- Instructions for the task
Look below for the line containing "(use '+', '-' or"; write out that line and each one after it to the end, exactly, and nothing else.

- Supplied records

--- --- ---

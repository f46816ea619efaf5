//! Engine error type

use crate::board::Square;

pub type Result<T, E = ChessError> = std::result::Result<T, E>;

/// Faults raised by the engine.
///
/// A move that is simply not available is not an error; see
/// [`MoveOutcome::Rejected`](crate::position::MoveOutcome).
#[derive(Debug, thiserror::Error)]
pub enum ChessError {
    #[error("square ({rank},{file}) is outside the 8x8 board")]
    InvalidSquare { rank: i8, file: i8 },

    #[error("malformed state: {0}")]
    MalformedState(String),

    #[error("two pieces occupy square {0}")]
    IllegalOccupancy(Square),

    #[error("generated move {start} -> {end} was rejected by the position")]
    UnexpectedRejection { start: Square, end: Square },

    #[error("snapshot log I/O failed: {0}")]
    Io(#[from] std::io::Error),
}
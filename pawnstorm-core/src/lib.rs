//! PAWNSTORM Core - Game engine and AI
//!
//! This crate provides the core game logic for PAWNSTORM:
//! - Board geometry (8x8 grid with rank/file squares)
//! - Piece kinds, teams and movement tables
//! - Per-piece move generation and the position model
//! - Compact textual snapshots of a position
//! - Position evaluation with mobility heuristic
//! - CPU-based minimax AI with alpha-beta pruning
//! - Snapshot logs and replay for stepping through past positions

pub mod board;
pub mod error;
pub mod pieces;
pub mod movegen;
pub mod codec;
pub mod position;
pub mod eval;
pub mod ai;
pub mod replay;
pub mod config;

// Re-exports for convenient access
pub use board::{Square, BOARD_SIZE};
pub use error::{ChessError, Result};
pub use pieces::{Piece, PieceKind, Team};
pub use movegen::{mobility, moves_for, team_moves, Move};
pub use position::{AppliedMove, MoveOutcome, Position};
pub use eval::{evaluate, Heuristics};
pub use ai::{AlphaBetaAI, SearchOutcome, WIN_SCORE};
pub use replay::{read_snapshots, Replay, SnapshotLog, SnapshotSink};
pub use config::EngineConfig;
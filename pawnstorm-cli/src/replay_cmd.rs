//! Replay command - step through a snapshot log

use std::path::PathBuf;

use anyhow::{bail, Context, Result};
use clap::Args;

use pawnstorm_core::{read_snapshots, Replay};

#[derive(Args)]
pub struct ReplayArgs {
    /// Snapshot log (history or search log)
    #[arg(value_name = "FILE")]
    pub file: PathBuf,

    /// Frame to show (clamped to the last frame)
    #[arg(long, default_value = "0")]
    pub index: usize,

    /// Relative steps after seeking, e.g. "++-" (forward, forward, back)
    #[arg(long, default_value = "")]
    pub steps: String,

    /// Print every frame
    #[arg(long)]
    pub all: bool,
}

/// Run replay command
pub fn run(args: ReplayArgs) -> Result<()> {
    let snapshots = read_snapshots(&args.file)
        .with_context(|| format!("Failed to read snapshot log: {}", args.file.display()))?;
    let mut replay = Replay::new(snapshots);
    if replay.is_empty() {
        bail!("Snapshot log is empty: {}", args.file.display());
    }

    tracing::info!("Loaded {} snapshots", replay.len());

    if args.all {
        for index in 0..replay.len() {
            replay.seek(index);
            print_frame(&replay)?;
        }
        return Ok(());
    }

    replay.seek(args.index);
    apply_steps(&mut replay, &args.steps)?;
    print_frame(&replay)
}

/// Walk the cursor: '+' forward, '-' back, 'r' reset
fn apply_steps(replay: &mut Replay, steps: &str) -> Result<()> {
    for step in steps.chars() {
        match step {
            '+' => {
                replay.step_forward();
            }
            '-' => {
                replay.step_back();
            }
            'r' => replay.reset(),
            other => bail!("Unknown replay step {:?} (use '+', '-' or 'r')", other),
        }
    }
    Ok(())
}

fn print_frame(replay: &Replay) -> Result<()> {
    let Some(frame) = replay.position() else {
        return Ok(());
    };
    let position =
        frame.with_context(|| format!("Malformed snapshot at frame {}", replay.index()))?;

    println!("Current timeframe [{}/{}]", replay.index(), replay.len());
    println!("{}\n", position);
    Ok(())
}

--- --- ---

- Reply
            other => bail!("Unknown replay step {:?} (use '+', '-' or 'r')", other),
        }
    }
    Ok(())
}

fn print_frame(replay: &Replay) -> Result<()> {
    let Some(frame) = replay.position() else {
        return Ok(());
    };
    let position =
        frame.with_context(|| format!("Malformed snapshot at frame {}", replay.index()))?;

    println!("Current timeframe [{}/{}]", replay.index(), replay.len());
    println!("{}\n", position);
    Ok(())
}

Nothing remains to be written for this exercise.